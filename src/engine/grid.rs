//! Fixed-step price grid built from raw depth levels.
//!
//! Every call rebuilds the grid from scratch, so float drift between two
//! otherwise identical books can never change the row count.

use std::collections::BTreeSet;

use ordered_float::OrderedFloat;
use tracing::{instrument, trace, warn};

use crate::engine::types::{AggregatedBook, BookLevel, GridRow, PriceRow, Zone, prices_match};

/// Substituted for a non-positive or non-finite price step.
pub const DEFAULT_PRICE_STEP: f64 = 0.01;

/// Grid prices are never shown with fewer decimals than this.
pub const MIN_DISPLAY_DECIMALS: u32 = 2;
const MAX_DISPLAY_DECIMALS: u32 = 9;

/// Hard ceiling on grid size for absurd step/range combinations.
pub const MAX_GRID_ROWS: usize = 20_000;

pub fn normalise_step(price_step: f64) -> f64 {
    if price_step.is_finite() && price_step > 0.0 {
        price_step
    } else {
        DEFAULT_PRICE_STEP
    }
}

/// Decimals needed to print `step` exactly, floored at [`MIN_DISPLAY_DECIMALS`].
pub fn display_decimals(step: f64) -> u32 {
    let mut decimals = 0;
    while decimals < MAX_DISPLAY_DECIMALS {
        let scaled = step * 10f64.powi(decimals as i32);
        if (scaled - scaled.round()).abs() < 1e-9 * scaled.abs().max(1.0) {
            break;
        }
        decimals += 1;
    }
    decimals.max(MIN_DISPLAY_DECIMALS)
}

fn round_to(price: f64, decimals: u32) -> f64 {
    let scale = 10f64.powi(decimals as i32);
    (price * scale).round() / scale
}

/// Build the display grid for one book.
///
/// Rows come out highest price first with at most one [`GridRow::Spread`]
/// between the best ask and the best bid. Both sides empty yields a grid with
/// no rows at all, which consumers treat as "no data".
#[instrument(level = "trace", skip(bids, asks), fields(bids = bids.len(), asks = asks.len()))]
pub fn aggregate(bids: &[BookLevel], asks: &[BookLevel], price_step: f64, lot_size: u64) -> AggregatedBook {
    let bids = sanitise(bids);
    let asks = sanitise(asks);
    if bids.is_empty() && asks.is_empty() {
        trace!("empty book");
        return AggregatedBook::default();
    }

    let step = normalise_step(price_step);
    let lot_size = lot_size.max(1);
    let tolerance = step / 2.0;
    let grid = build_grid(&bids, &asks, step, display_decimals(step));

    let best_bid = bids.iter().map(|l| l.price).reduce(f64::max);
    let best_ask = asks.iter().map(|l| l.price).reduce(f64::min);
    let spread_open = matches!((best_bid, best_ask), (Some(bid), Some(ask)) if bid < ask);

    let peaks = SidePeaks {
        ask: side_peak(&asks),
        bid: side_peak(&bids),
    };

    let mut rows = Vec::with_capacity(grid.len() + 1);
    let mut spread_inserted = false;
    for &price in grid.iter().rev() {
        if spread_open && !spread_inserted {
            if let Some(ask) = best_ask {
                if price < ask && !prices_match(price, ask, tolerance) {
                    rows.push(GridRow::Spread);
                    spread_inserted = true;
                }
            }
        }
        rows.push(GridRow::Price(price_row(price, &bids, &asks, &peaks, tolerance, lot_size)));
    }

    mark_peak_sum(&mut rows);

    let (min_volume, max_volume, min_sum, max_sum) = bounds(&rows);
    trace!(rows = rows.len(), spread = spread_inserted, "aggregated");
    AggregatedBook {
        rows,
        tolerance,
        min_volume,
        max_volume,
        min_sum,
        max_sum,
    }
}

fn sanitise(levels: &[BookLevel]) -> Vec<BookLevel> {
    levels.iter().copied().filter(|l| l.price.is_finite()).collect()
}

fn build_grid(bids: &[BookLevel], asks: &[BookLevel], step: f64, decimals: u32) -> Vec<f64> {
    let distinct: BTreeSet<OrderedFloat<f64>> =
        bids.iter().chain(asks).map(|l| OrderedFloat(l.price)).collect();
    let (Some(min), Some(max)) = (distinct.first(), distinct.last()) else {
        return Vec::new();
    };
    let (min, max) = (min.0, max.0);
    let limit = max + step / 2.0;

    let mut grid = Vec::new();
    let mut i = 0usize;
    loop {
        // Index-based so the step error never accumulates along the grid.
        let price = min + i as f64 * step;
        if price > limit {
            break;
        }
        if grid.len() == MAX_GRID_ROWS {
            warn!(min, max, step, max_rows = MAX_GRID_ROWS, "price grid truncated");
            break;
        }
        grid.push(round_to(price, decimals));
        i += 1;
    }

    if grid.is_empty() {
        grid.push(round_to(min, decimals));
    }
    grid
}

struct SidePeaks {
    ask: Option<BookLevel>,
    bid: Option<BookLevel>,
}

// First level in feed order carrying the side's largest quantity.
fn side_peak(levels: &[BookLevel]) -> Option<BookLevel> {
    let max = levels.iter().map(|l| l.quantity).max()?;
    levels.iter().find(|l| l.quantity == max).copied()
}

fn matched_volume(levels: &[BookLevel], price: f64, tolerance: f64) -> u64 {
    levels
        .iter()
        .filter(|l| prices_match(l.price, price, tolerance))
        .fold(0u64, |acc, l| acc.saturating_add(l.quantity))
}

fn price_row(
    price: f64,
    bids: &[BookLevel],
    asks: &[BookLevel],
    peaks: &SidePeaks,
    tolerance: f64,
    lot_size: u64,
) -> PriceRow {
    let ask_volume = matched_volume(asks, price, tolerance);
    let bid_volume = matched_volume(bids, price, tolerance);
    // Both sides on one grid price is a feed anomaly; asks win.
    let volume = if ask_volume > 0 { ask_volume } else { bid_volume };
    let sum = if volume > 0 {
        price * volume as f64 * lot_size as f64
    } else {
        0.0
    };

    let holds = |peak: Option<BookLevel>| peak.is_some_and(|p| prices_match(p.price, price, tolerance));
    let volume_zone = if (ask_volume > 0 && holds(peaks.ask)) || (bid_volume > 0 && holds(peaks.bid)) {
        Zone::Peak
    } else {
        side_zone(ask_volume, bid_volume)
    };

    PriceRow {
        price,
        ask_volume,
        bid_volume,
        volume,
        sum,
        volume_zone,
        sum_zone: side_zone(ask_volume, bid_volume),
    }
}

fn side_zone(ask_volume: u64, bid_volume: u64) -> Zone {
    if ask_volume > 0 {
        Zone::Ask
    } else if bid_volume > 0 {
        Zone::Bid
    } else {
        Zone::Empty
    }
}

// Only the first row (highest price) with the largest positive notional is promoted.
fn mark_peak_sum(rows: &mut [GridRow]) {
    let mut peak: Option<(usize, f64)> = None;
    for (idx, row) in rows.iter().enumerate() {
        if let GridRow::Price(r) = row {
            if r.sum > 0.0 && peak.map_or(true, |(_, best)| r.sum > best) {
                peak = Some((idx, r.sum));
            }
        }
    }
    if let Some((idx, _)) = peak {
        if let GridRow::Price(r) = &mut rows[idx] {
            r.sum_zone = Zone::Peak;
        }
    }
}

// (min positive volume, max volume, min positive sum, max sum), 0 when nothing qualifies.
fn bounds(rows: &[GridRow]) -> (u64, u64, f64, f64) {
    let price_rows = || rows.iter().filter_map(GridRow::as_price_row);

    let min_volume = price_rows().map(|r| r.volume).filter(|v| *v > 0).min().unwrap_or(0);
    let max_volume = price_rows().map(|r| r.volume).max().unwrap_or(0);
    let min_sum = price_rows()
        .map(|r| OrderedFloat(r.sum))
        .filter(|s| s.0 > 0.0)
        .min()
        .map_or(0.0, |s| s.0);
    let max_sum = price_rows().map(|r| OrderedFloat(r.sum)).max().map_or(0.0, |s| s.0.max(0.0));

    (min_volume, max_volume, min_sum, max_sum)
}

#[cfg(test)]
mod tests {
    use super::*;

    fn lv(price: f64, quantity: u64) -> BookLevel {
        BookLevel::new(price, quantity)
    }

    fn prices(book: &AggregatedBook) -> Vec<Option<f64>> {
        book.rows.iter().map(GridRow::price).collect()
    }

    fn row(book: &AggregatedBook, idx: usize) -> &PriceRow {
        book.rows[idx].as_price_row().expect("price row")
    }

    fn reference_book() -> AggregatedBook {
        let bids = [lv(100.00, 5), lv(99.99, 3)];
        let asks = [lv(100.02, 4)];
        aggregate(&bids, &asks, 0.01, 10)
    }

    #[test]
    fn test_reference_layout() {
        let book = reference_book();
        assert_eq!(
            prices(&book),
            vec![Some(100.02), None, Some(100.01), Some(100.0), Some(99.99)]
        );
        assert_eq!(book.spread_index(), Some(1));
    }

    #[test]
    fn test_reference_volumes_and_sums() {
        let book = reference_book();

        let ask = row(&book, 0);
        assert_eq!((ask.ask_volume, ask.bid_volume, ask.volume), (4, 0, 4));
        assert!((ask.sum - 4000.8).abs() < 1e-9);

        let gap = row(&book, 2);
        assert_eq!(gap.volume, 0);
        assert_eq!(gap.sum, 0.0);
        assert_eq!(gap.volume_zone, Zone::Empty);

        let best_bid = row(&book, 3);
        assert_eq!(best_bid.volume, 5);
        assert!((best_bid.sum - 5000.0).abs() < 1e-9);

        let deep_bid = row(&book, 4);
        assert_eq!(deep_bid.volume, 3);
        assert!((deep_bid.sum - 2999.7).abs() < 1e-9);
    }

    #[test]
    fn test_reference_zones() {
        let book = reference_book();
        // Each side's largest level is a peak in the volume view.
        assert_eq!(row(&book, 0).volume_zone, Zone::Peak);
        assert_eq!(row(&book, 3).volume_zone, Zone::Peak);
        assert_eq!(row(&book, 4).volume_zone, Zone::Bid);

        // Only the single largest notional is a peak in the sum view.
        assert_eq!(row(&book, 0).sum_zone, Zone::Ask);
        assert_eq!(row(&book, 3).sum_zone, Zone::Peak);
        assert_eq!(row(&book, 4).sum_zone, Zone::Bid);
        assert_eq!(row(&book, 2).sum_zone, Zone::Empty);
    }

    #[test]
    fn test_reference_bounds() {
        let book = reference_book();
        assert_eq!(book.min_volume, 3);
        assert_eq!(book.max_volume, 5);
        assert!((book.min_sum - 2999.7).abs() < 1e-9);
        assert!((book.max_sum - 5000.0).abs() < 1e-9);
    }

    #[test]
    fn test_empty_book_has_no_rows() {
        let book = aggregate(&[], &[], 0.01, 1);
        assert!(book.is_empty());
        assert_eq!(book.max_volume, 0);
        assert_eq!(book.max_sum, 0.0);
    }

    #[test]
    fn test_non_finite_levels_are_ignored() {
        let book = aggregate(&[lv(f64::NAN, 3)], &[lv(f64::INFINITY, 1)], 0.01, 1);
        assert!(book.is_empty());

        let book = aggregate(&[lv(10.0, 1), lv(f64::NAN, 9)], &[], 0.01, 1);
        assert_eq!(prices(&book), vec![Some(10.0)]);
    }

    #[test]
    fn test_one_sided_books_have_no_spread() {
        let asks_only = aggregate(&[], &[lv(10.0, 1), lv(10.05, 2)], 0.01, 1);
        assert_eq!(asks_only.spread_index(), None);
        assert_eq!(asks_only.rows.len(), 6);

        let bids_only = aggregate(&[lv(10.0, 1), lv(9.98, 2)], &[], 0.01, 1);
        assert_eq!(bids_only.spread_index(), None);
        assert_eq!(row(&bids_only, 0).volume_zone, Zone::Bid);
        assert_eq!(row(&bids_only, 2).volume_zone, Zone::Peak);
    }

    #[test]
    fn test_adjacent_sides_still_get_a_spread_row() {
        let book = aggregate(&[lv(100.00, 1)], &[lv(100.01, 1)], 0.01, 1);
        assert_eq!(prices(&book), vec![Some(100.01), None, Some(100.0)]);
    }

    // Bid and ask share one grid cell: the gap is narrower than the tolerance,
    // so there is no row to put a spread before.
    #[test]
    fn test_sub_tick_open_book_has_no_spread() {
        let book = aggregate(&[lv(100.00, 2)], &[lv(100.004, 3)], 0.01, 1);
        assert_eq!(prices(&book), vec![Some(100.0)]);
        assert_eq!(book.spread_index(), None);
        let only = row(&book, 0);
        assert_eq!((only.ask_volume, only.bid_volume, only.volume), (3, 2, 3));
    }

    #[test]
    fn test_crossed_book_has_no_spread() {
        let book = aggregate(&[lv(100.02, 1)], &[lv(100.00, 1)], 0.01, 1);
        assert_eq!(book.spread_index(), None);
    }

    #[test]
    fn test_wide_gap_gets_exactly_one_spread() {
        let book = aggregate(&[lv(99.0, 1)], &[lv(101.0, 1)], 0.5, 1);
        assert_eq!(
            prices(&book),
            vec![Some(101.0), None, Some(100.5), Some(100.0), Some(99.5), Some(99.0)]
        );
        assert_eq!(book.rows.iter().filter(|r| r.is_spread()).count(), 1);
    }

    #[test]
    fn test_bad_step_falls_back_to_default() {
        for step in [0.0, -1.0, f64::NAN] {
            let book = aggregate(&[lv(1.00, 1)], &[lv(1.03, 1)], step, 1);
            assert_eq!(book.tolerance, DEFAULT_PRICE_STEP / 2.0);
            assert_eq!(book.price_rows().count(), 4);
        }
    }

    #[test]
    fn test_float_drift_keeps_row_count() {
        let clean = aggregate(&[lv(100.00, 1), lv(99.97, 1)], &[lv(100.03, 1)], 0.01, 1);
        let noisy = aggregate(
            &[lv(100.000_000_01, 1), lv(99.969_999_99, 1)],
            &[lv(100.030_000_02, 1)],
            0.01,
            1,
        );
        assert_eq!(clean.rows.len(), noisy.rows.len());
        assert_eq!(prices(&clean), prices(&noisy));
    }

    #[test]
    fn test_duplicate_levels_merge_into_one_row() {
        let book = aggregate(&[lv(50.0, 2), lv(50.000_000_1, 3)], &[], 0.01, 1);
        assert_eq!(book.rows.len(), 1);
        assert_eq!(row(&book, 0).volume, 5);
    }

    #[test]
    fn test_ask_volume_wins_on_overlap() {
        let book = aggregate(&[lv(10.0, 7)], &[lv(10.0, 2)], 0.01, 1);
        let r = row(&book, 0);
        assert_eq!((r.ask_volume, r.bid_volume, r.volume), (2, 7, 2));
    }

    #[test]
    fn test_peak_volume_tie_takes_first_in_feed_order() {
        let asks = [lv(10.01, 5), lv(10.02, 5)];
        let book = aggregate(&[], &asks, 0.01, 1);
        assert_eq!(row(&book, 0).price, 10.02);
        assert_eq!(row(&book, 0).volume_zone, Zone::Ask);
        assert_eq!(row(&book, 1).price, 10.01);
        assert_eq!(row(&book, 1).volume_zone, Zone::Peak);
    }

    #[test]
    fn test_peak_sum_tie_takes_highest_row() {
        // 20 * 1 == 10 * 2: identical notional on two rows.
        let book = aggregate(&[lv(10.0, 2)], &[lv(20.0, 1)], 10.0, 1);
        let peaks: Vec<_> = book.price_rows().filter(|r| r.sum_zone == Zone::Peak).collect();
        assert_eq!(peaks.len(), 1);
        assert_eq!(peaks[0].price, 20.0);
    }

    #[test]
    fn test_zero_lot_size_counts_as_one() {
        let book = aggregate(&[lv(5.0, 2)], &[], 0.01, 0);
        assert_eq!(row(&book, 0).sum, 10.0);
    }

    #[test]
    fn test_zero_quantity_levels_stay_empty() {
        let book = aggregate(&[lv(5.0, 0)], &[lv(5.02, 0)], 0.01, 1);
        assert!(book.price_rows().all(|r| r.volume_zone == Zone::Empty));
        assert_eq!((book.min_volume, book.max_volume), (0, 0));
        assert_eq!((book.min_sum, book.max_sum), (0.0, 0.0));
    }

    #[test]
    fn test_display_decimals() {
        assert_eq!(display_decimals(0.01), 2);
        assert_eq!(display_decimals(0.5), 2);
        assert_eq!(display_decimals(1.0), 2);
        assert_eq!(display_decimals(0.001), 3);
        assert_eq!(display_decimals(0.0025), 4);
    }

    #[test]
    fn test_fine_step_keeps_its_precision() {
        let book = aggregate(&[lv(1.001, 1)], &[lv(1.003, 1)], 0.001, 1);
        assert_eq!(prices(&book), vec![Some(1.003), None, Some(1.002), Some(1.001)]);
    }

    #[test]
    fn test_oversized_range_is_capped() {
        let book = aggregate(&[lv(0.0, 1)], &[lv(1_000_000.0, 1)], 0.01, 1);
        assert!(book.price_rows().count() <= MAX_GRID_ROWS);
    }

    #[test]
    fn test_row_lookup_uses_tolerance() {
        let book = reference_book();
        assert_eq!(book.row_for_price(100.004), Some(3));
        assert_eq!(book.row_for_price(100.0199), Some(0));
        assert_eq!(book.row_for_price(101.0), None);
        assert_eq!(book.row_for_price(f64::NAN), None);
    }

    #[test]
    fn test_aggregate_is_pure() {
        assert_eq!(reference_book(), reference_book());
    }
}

Task prompt :: What is the number of lines above that contain the string "const"? Answer with that number only.

Answer for the task :: 4